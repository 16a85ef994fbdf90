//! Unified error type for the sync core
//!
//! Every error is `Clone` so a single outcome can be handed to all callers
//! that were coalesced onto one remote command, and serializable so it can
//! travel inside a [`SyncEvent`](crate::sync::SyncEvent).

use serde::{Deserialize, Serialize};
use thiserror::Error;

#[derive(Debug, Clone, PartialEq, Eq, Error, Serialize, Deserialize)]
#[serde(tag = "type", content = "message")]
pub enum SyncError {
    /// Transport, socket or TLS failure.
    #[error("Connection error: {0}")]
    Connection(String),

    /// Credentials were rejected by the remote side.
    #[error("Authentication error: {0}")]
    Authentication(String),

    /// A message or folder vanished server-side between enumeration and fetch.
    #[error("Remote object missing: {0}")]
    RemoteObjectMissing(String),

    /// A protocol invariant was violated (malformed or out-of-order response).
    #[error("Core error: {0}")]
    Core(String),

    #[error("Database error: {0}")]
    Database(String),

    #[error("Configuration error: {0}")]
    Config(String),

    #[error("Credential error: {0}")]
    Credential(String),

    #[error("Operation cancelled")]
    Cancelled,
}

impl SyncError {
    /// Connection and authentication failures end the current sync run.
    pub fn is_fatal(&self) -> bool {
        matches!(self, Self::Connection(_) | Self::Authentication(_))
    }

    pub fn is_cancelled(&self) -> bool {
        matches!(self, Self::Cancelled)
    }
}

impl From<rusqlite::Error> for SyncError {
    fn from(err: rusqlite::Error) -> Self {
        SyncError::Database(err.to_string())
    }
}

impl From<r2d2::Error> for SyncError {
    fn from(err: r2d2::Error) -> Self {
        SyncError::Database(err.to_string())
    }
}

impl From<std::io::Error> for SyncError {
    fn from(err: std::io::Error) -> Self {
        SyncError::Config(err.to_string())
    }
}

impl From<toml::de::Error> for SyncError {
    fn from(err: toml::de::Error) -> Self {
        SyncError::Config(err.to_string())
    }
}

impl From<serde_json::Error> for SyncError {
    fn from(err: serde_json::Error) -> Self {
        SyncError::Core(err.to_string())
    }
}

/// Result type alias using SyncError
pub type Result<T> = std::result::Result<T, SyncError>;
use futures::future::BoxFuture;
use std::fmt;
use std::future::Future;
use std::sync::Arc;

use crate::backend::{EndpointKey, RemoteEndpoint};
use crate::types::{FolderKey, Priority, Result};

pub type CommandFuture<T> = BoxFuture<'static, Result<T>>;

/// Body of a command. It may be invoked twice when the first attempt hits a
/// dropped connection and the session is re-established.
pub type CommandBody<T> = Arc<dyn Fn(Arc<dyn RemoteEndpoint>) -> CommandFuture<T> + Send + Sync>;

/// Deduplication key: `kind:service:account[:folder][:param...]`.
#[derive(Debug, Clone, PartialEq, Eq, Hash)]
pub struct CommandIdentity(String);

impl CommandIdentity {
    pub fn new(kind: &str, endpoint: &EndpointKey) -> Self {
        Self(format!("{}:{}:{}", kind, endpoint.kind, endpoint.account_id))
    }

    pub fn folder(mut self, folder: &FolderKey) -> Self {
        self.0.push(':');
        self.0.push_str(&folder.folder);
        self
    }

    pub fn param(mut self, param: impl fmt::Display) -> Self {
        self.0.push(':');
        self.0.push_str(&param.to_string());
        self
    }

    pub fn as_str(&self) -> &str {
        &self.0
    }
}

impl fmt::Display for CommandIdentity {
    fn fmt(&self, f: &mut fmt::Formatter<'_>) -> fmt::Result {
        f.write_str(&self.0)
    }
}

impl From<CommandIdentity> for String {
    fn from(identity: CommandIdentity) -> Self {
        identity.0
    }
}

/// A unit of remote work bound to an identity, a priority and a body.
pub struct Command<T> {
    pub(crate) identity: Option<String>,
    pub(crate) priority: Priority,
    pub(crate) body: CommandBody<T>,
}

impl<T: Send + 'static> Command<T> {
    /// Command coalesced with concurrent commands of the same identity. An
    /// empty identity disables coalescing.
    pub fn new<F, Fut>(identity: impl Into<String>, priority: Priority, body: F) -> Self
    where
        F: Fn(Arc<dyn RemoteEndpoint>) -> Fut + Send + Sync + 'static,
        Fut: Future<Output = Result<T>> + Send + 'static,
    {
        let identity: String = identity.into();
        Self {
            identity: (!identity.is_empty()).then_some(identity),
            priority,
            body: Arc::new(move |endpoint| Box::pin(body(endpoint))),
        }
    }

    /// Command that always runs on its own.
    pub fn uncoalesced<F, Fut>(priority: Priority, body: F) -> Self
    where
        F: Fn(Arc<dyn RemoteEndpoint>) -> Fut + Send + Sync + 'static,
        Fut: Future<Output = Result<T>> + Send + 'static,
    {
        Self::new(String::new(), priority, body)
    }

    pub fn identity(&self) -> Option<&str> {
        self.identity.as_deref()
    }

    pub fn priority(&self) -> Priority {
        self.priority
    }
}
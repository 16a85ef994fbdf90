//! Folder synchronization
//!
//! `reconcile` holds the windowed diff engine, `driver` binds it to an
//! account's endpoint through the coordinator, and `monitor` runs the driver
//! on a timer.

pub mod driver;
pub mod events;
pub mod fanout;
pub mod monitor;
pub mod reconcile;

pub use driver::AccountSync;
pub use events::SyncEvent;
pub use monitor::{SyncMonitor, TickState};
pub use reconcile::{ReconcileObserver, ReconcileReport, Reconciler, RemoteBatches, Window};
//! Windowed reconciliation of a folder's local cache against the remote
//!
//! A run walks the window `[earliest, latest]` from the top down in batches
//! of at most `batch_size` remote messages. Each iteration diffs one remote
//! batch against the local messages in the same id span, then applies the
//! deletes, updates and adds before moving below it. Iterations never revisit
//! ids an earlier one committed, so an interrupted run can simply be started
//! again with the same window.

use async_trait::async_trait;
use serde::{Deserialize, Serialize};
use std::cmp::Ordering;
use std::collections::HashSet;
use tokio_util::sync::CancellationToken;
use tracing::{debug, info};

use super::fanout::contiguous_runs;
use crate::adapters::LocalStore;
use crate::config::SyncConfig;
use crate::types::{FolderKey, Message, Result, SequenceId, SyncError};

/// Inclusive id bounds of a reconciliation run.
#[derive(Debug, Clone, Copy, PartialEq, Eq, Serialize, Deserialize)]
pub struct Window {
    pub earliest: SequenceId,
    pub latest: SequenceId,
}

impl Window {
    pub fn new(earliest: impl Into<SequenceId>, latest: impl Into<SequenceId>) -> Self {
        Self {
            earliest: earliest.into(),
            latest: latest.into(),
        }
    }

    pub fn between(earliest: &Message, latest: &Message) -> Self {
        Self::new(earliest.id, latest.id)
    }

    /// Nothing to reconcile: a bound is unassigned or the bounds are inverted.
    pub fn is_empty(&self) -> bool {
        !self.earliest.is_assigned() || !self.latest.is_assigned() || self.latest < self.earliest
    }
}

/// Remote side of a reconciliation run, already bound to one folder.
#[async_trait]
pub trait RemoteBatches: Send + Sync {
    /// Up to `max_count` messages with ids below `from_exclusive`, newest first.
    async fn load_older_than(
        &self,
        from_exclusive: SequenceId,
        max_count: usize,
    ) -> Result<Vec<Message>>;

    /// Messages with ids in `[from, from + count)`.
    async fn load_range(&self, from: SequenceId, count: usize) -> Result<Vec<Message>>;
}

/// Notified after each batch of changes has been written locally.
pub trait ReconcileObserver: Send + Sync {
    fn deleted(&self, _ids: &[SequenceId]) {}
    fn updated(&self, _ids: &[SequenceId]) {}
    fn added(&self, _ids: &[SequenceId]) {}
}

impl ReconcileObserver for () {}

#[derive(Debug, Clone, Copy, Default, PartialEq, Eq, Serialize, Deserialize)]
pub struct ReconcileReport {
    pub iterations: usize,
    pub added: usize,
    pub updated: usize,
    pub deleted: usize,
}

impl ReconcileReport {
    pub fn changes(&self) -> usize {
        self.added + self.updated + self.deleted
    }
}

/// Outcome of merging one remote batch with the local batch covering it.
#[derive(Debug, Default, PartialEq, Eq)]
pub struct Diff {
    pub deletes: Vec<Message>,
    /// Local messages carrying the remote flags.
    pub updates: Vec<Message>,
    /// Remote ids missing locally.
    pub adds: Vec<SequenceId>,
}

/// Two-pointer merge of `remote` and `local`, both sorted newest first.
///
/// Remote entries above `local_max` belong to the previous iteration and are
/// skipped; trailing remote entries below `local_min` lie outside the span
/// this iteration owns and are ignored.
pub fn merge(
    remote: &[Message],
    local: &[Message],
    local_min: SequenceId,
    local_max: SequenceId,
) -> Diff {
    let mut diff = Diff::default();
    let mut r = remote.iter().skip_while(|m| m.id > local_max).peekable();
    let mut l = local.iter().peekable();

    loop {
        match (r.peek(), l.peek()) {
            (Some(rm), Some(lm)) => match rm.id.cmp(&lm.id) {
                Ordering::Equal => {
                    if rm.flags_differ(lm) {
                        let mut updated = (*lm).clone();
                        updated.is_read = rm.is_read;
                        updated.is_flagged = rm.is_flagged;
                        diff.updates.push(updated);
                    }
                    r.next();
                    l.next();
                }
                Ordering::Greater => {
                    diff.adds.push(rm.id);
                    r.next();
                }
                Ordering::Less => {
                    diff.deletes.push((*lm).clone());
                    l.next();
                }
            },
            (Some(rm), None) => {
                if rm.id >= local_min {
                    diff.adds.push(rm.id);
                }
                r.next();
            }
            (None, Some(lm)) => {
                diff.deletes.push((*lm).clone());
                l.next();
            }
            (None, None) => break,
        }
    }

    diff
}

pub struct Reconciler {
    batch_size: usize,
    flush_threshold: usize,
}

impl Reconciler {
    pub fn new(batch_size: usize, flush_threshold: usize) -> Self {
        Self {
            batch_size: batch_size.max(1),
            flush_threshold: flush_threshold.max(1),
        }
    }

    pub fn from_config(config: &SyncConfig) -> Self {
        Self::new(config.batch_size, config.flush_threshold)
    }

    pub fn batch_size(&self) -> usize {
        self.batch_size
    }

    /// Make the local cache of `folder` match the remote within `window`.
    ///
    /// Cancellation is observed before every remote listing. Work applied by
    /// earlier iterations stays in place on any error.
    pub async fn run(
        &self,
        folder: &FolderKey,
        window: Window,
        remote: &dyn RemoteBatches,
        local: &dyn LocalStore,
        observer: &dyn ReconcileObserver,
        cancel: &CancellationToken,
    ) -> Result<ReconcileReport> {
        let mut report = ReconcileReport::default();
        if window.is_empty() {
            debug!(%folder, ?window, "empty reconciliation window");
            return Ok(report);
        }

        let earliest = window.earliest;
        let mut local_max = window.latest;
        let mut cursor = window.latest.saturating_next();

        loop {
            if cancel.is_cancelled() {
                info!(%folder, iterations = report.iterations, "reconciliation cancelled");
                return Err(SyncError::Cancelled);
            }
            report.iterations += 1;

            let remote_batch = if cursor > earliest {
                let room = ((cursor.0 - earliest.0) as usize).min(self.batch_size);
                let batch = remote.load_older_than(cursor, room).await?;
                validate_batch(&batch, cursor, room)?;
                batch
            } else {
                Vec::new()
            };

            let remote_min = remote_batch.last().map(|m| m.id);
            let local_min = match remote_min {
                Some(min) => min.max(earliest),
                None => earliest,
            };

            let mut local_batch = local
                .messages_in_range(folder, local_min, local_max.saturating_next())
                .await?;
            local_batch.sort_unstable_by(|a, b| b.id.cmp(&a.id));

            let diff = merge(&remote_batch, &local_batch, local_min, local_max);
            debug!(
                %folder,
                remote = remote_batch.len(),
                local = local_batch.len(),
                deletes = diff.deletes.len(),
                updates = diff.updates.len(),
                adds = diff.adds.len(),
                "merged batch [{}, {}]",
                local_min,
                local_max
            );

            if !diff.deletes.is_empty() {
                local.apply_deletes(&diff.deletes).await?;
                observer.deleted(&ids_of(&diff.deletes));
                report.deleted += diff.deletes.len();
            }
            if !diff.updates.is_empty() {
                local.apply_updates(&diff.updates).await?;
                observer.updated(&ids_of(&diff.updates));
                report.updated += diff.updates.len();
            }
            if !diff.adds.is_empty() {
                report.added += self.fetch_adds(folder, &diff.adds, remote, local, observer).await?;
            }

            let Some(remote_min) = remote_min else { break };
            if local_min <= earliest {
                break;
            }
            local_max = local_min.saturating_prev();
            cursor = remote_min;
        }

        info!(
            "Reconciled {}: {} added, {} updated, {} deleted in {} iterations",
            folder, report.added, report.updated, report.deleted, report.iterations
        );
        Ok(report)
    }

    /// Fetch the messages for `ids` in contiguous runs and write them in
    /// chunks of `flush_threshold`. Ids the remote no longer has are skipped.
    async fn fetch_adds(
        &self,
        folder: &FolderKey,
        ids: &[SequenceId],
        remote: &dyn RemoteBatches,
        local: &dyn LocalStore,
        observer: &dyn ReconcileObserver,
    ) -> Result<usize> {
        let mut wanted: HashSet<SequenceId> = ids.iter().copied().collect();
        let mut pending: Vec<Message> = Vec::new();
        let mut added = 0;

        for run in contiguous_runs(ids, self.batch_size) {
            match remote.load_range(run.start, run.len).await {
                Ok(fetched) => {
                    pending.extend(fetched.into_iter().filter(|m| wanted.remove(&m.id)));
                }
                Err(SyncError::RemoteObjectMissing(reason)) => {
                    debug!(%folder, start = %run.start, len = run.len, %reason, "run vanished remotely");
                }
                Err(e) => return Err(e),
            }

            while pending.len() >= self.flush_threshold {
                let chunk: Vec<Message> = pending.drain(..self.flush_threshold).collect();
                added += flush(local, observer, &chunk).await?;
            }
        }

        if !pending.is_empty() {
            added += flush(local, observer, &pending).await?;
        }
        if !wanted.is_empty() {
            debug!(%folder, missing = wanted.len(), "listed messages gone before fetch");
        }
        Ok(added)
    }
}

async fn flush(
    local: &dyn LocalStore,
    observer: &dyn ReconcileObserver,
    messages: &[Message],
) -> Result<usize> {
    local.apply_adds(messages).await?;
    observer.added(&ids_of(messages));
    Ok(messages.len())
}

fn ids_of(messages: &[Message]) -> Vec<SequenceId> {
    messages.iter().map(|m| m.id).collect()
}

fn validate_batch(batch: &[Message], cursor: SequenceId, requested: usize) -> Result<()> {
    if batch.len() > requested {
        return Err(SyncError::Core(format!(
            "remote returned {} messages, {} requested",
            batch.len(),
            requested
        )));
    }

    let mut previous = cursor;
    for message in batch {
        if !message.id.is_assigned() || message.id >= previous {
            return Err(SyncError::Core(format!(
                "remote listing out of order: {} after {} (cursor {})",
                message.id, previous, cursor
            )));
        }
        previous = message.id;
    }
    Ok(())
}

-- -- --

__What the task asks__. Look above for the line with "local_batch.sort_unstable_by(|a, b| b.id.cmp(&a.id));" and the line with "let mut wanted: HashSet<SequenceId>". Retype those two lines and every line between them exactly, adding nothing.

__Task output__.
            local_batch.sort_unstable_by(|a, b| b.id.cmp(&a.id));

            let diff = merge(&remote_batch, &local_batch, local_min, local_max);
            debug!(
                %folder,
                remote = remote_batch.len(),
                local = local_batch.len(),
                deletes = diff.deletes.len(),
                updates = diff.updates.len(),
                adds = diff.adds.len(),
                "merged batch [{}, {}]",
                local_min,
                local_max
            );

            if !diff.deletes.is_empty() {
                local.apply_deletes(&diff.deletes).await?;
                observer.deleted(&ids_of(&diff.deletes));
                report.deleted += diff.deletes.len();
            }
            if !diff.updates.is_empty() {
                local.apply_updates(&diff.updates).await?;
                observer.updated(&ids_of(&diff.updates));
                report.updated += diff.updates.len();
            }
            if !diff.adds.is_empty() {
                report.added += self.fetch_adds(folder, &diff.adds, remote, local, observer).await?;
            }

            let Some(remote_min) = remote_min else { break };
            if local_min <= earliest {
                break;
            }
            local_max = local_min.saturating_prev();
            cursor = remote_min;
        }

        info!(
            "Reconciled {}: {} added, {} updated, {} deleted in {} iterations",
            folder, report.added, report.updated, report.deleted, report.iterations
        );
        Ok(report)
    }

    /// Fetch the messages for `ids` in contiguous runs and write them in
    /// chunks of `flush_threshold`. Ids the remote no longer has are skipped.
    async fn fetch_adds(
        &self,
        folder: &FolderKey,
        ids: &[SequenceId],
        remote: &dyn RemoteBatches,
        local: &dyn LocalStore,
        observer: &dyn ReconcileObserver,
    ) -> Result<usize> {
        let mut wanted: HashSet<SequenceId> = ids.iter().copied().collect();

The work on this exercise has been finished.